My Dad took a 11:20 train home this morning. I offered to drive him to the train station with Isabelle in-tow since she had never been to the Amtrak Station before. I thought she might enjoy seeing the trains and sending him off. I never imagined it would turn into a sob fest…
We arrived at 11:07 a.m. I parked in front of the station. My Dad, herein known as Zayde, which is what Isabelle calls him, fed the meter for 15 minutes while I took Isabelle out of her car seat.
Once we were inside the station, we walked to the gate. “Doo-doo” Isabelle said (that means choo choo) pointing towards the train.
“I’ll carry her down,” I said to Zayde.
It was a LONG flight of stairs, but she held on tightly. Once we got to the bottom I put her down on a bench to take a photo of her and Zayde. But, she wasn’t interested. She wanted to see the Amtrak train. But Zayde had to board the train. So as soon as I snapped a couple of candids, I said, “Say good-bye to Zayde.”
Zayde picked her up, gave her kiss on the cheek, and a big hug. When he said, “I’ll see you soon. Go back to Mommy,” that’s when she lost it.
“Zay-deeee!” she yelled as he walked up the platform, past the conductor, and into the train.
“Blow a kiss!” I told her, knowing he’d look out again.
Together we blew a kiss to Zayde who reappeared at the train door just three minutes before it was ready to pull out of the station.
That’s when the crying began. Isabelle cried, “Zay-dee, Zay-dee, Zay-deeeee!” over and over.
Zayde reappeared as she tried to jump out of my arms and on to the train.
“Maybe she wants to go on the train,” I said.
I looked at the conductor who was watching you have a fit. “Do we have a minute to get on the train?” I asked.
“Just a minute,” she said.
I walked over to the platform, took a big step over the gap with Isabelle in my arms, and showed her the inside of the car.
“This is what the train looks like, Isabelle,” Zayde said. “See all the people,”

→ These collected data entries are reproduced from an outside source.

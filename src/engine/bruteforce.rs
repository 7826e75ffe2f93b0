use super::{Engine, end_plugin};
use crate::error::Result;
use crate::plugin::{Plugin, PluginOutput, PluginType};
use crate::request::FuzzableRequest;
use crate::session::Phase;
use tracing::{debug, info};

impl Engine<'_> {
    /// Run every bruteforce plugin over `requests`
    ///
    /// Returns the authenticated request points the plugins produced, in
    /// plugin order.
    pub async fn bruteforce(&mut self, requests: &[FuzzableRequest]) -> Result<Vec<FuzzableRequest>> {
        debug!("Called bruteforce()");
        self.session.set_phase(Phase::Bruteforce);

        let mut plugins = self.plugins.take(PluginType::Bruteforce);
        let result = self.bruteforce_worker(&mut plugins, requests).await;
        self.plugins.set(PluginType::Bruteforce, plugins);
        result
    }

    async fn bruteforce_worker(
        &mut self,
        plugins: &mut [Box<dyn Plugin>],
        requests: &[FuzzableRequest],
    ) -> Result<Vec<FuzzableRequest>> {
        self.session
            .progress()
            .set_total((plugins.len() * requests.len()) as u64);

        let mut cracked = Vec::new();
        for plugin in plugins.iter_mut() {
            info!("Starting {} plugin execution.", plugin.name());
            self.session.set_running_plugin(plugin.name());

            for request in requests {
                match self.invoke(plugin.as_mut(), request).await {
                    Ok(PluginOutput::Requests(found)) => cracked.extend(found),
                    Ok(PluginOutput::RunOnce) => {}
                    Err(err) if self.stopped_by(&err) => {
                        end_plugin(plugin.as_mut(), Phase::Bruteforce);
                        return Ok(cracked);
                    }
                    Err(err) => self.recover(Phase::Bruteforce, plugin.name(), err)?,
                }
                // One test done, whatever the outcome
                self.session.progress().increment();
            }

            end_plugin(plugin.as_mut(), Phase::Bruteforce);
        }
        Ok(cracked)
    }
}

I saw all of the people too. They must’ve seen and heard her crying outside since they looked at the three of us with the saddest eyes. It was as if they knew the situation was about to get worse.
“One day I’ll take you on a train, Izzy,” Zayde told you. “I’ll take you to New York. Would you like that?”
“Yes!” you answered.
Then he leaned in and gave you another kiss.

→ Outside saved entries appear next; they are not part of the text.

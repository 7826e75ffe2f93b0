//! CSV export of the discovered request points

use crate::error::{Error, Result};
use crate::request::FuzzableRequest;
use csv::Writer;
use std::io::Write;
use std::path::Path;
use tracing::info;

/// CSV header record
const HEADER: [&str; 3] = ["HTTP-METHOD", "URI", "POSTDATA"];

/// Write one `method,uri,postdata` record per request
pub fn export_fuzzable_requests(path: &Path, requests: &[FuzzableRequest]) -> Result<()> {
    let mut writer = Writer::from_path(path).map_err(Error::ExportFailed)?;
    write_requests(&mut writer, requests).map_err(Error::ExportFailed)?;
    info!(
        "Exported {} fuzzable requests to {}",
        requests.len(),
        path.display()
    );
    Ok(())
}

fn write_requests<W: Write>(writer: &mut Writer<W>, requests: &[FuzzableRequest]) -> csv::Result<()> {
    writer.write_record(HEADER)?;
    for request in requests {
        writer.write_record([
            request.method(),
            request.url().as_str(),
            request.post_data().as_str(),
        ])?;
    }
    writer.flush()?;
    Ok(())
}

#[cfg(test)]
mod tests {
    use super::*;
    use crate::testing::url;

    fn to_csv(requests: &[FuzzableRequest]) -> String {
        let mut writer = Writer::from_writer(vec![]);
        write_requests(&mut writer, requests).unwrap();
        String::from_utf8(writer.into_inner().unwrap()).unwrap()
    }

    #[test]
    fn writes_header_and_rows() {
        let requests = vec![
            FuzzableRequest::get(url("http://a.com/?id=1")),
            FuzzableRequest::post(
                url("http://a.com/login"),
                vec![("user".into(), "a".into()), ("pass".into(), "b,c".into())],
            ),
        ];
        assert_eq!(
            to_csv(&requests),
            "HTTP-METHOD,URI,POSTDATA\n\
             GET,http://a.com/?id=1,\n\
             POST,http://a.com/login,user=a&pass=b%2Cc\n"
        );
    }

    #[test]
    fn fields_with_separators_are_quoted() {
        let requests = vec![FuzzableRequest::get(url("http://a.com/a,b"))];
        assert!(to_csv(&requests).ends_with("GET,\"http://a.com/a,b\",\n"));
    }

    #[test]
    fn export_writes_the_file() {
        let dir = tempfile::tempdir().unwrap();
        let path = dir.path().join("requests.csv");
        export_fuzzable_requests(&path, &[FuzzableRequest::get(url("http://a.com/"))]).unwrap();
        let content = std::fs::read_to_string(&path).unwrap();
        assert!(content.starts_with("HTTP-METHOD,URI,POSTDATA\nGET,http://a.com/,"));
    }

    #[test]
    fn export_to_missing_directory_fails() {
        let dir = tempfile::tempdir().unwrap();
        let path = dir.path().join("missing").join("requests.csv");
        assert!(matches!(
            export_fuzzable_requests(&path, &[]),
            Err(Error::ExportFailed(_))
        ));
    }
}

“We have to get off of the train, Isabelle,” I told you.
“Nooo! Doo-doo! Doo-doo!” (Choo-choo! Choo-choo!) she said.
“Help me get over the gap,” I said to Zayde.
Zayde held my arm as I hopped over the gap on to the station’s platform. When we looked back at Zayde Isabelle was bawling her eyes out.
“Zay-deee! Doo-doo! Zay-deee! Doo-doo! Zay-deee!” she wailed as I whisked you past the conductor who was getting ready to close up the doors to the train.
I carried you up the stairs and she was still crying. “Would you like to see the model train?”
“Yes,” Isabelle said through her tears.
“I know it’s hard to say good-bye to someone we love. You’ll see him soon. Let’s go look at the model train, okay Izzy?”
A lady in an Amtrak shirt offered a kind smile and said, “She loves her pop-pop, doesn’t she?”
“Yes, yes she does,” I said.
“That was so sad,” she said gesturing to the platform where the scene just unfolded.
“It really was,” I replied.
How many people had their hearts ripped out watching the departure at the train station? All Isabelle wanted to do was get on the train and ride off towards New York City with Zayde. And all she got was a few minutes in front of a model train.
* * * * *
After dinner, Isabelle mentioned choo-choos. Therefore, I took out Steam Train, Dream Train by Shelley Duskey Rinker and Tom Lichtenheld. Do you know what she said at the end of the book?
“Zayde soon. Zayde soon. Zayde soon.”